* _Prompt_
Each line of the listing that includes "holds" should be reported.

* _Provided data_

------

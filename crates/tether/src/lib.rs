//! Tether: an identity-preserving bridge between a reference-counted
//! host object system and arena-allocated native records.
//!
//! This is the top-level facade crate that re-exports the public API from
//! the Tether sub-crates. For most users, adding `tether` as a single
//! dependency is sufficient.
//!
//! # Quick start
//!
//! ```rust
//! use std::rc::Rc;
//! use tether::prelude::*;
//!
//! // Records are plain immutable data, opaque to the bridge.
//! struct MessageDef {
//!     name: &'static str,
//! }
//!
//! // Module init: one context object, passed everywhere by reference.
//! let state = ModuleState::new();
//!
//! // The host binding exclusively owns a fresh native arena.
//! let pool = ArenaBinding::new();
//! let record = pool.native().alloc(MessageDef { name: "Envelope" }).unwrap();
//!
//! // Repeated binds yield the identical host object, not a copy.
//! let first = RecordBinding::bind(&state, record, &pool).unwrap();
//! let second = RecordBinding::bind(&state, record, &pool).unwrap();
//! assert!(Rc::ptr_eq(&first, &second));
//! assert_eq!(first.record().name, "Envelope");
//!
//! // Bindings keep the arena alive; drop them all and the pool to
//! // release every record in one bulk operation.
//! drop(first);
//! drop(second);
//! drop(pool);
//! ```
//!
//! # Modules
//!
//! Each module corresponds to a sub-crate. Use them for types not in the
//! prelude:
//!
//! | Module | Sub-crate | Contents |
//! |--------|-----------|----------|
//! | [`arena`] | `tether-arena` | Record storage, fusion groups, `RecordPtr` |
//! | [`types`] | `tether-core` | `RecordAddr`, `ArenaId` |
//! | [`bridge`] | `tether-bridge` | Identity cache, bindings, module state |

#![deny(missing_docs)]
#![deny(rustdoc::broken_intra_doc_links)]
#![forbid(unsafe_code)]

/// Record arenas, fusion groups, and record pointers (`tether-arena`).
pub use tether_arena as arena;

/// Core identifier types (`tether-core`).
pub use tether_core as types;

/// Identity cache, host bindings, and module state (`tether-bridge`).
pub use tether_bridge as bridge;

/// Common imports for typical Tether usage.
///
/// ```rust
/// use tether::prelude::*;
/// ```
pub mod prelude {
    // Arena
    pub use tether_arena::{ArenaConfig, ArenaError, RecordArena, RecordPtr};

    // Core IDs
    pub use tether_core::{ArenaId, RecordAddr};

    // Bridge
    pub use tether_bridge::{
        get_or_create, host_bytes, ArenaBinding, BridgeError, ModuleState, ObjectCache,
        RecordBinding,
    };
}
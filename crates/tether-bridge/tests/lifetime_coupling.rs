//! Integration test: arena lifetime coupling through bindings.
//!
//! Verifies the ownership chain binding → arena binding → fusion group:
//! record memory is released exactly when the last host reference into
//! its group drops, and never earlier — including across fused arenas
//! and module teardown.

use std::cell::Cell;
use std::rc::Rc;

use tether_bridge::{ArenaBinding, ModuleState, RecordBinding};

// ── Drop-observable record type ──────────────────────────────────────

/// A record whose drop flips a shared flag, so tests can observe the
/// moment arena memory is actually released.
struct Tracked {
    payload: u64,
    alive: Rc<Cell<bool>>,
}

impl Drop for Tracked {
    fn drop(&mut self) {
        self.alive.set(false);
    }
}

fn tracked(payload: u64) -> (Tracked, Rc<Cell<bool>>) {
    let alive = Rc::new(Cell::new(true));
    (
        Tracked {
            payload,
            alive: Rc::clone(&alive),
        },
        alive,
    )
}

// ── Scenarios ────────────────────────────────────────────────────────

#[test]
fn record_binding_keeps_the_arena_alive() {
    let state = ModuleState::new();
    let (record, alive) = tracked(5);

    let binding = {
        let pool = ArenaBinding::new();
        let ptr = pool.native().alloc(record).unwrap();
        RecordBinding::bind(&state, ptr, &pool).unwrap()
        // The pool's own Rc drops here; the binding's counted reference
        // must keep the arena alive on its own.
    };

    assert!(alive.get());
    assert_eq!(binding.record().payload, 5);

    drop(binding);
    assert!(!alive.get());
}

#[test]
fn sibling_bindings_share_the_arena_hold() {
    let state = ModuleState::new();
    let pool = ArenaBinding::new();
    let (record_a, alive_a) = tracked(1);
    let (record_b, _alive_b) = tracked(2);
    let ptr_a = pool.native().alloc(record_a).unwrap();
    let ptr_b = pool.native().alloc(record_b).unwrap();

    let bind_a = RecordBinding::bind(&state, ptr_a, &pool).unwrap();
    let bind_b = RecordBinding::bind(&state, ptr_b, &pool).unwrap();
    drop(pool);

    // Dropping one binding must not free the arena while its sibling
    // still points into it.
    drop(bind_a);
    assert!(alive_a.get());
    assert_eq!(bind_b.record().payload, 2);

    drop(bind_b);
    assert!(!alive_a.get());
}

#[test]
fn fused_arenas_survive_through_either_binding() {
    let state = ModuleState::new();
    let pool_a = ArenaBinding::new();
    let pool_b = ArenaBinding::new();
    pool_a.fuse(&pool_b);

    let (record, alive) = tracked(9);
    let ptr = pool_a.native().alloc(record).unwrap();

    // The binding nominally holds pool_b, but the fuse makes pool_b's
    // group keep pool_a's records alive too.
    let binding = RecordBinding::bind(&state, ptr, &pool_b).unwrap();
    drop(pool_a);
    drop(pool_b);

    assert!(alive.get());
    assert_eq!(binding.record().payload, 9);

    drop(binding);
    assert!(!alive.get());
}

#[test]
fn module_teardown_before_binding_death_is_safe() {
    let state = ModuleState::new();
    let pool = ArenaBinding::new();
    let (record, alive) = tracked(3);
    let ptr = pool.native().alloc(record).unwrap();
    let binding = RecordBinding::bind(&state, ptr, &pool).unwrap();

    // Interpreter-shutdown ordering: the module state dies first. The
    // binding must still be able to deregister afterwards.
    drop(state);
    assert!(alive.get());
    assert_eq!(binding.record().payload, 3);
    drop(binding);
    assert!(!alive.get());
}

#[test]
fn scenario_full_lifecycle() {
    // Create arena A; allocate record R1 in A; bind twice; drop one
    // reference, then the other; the cache entry disappears and A's
    // memory is released with the last arena reference.
    let state = ModuleState::new();
    let pool = ArenaBinding::new();
    let (record, alive) = tracked(1);
    let r1 = pool.native().alloc(record).unwrap();

    let first = RecordBinding::bind(&state, r1, &pool).unwrap();
    let second = RecordBinding::bind(&state, r1, &pool).unwrap();
    assert!(Rc::ptr_eq(&first, &second));

    drop(first);
    assert!(state.cache().contains(r1.addr()));
    assert!(alive.get());

    drop(second);
    assert!(!state.cache().contains(r1.addr()));
    assert!(alive.get(), "arena still holds R1 through `pool`");

    drop(pool);
    assert!(!alive.get());
}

------

* _Reply to the exercise_
    // The binding nominally holds pool_b, but the fuse makes pool_b's
    assert!(alive.get(), "arena still holds R1 through `pool`");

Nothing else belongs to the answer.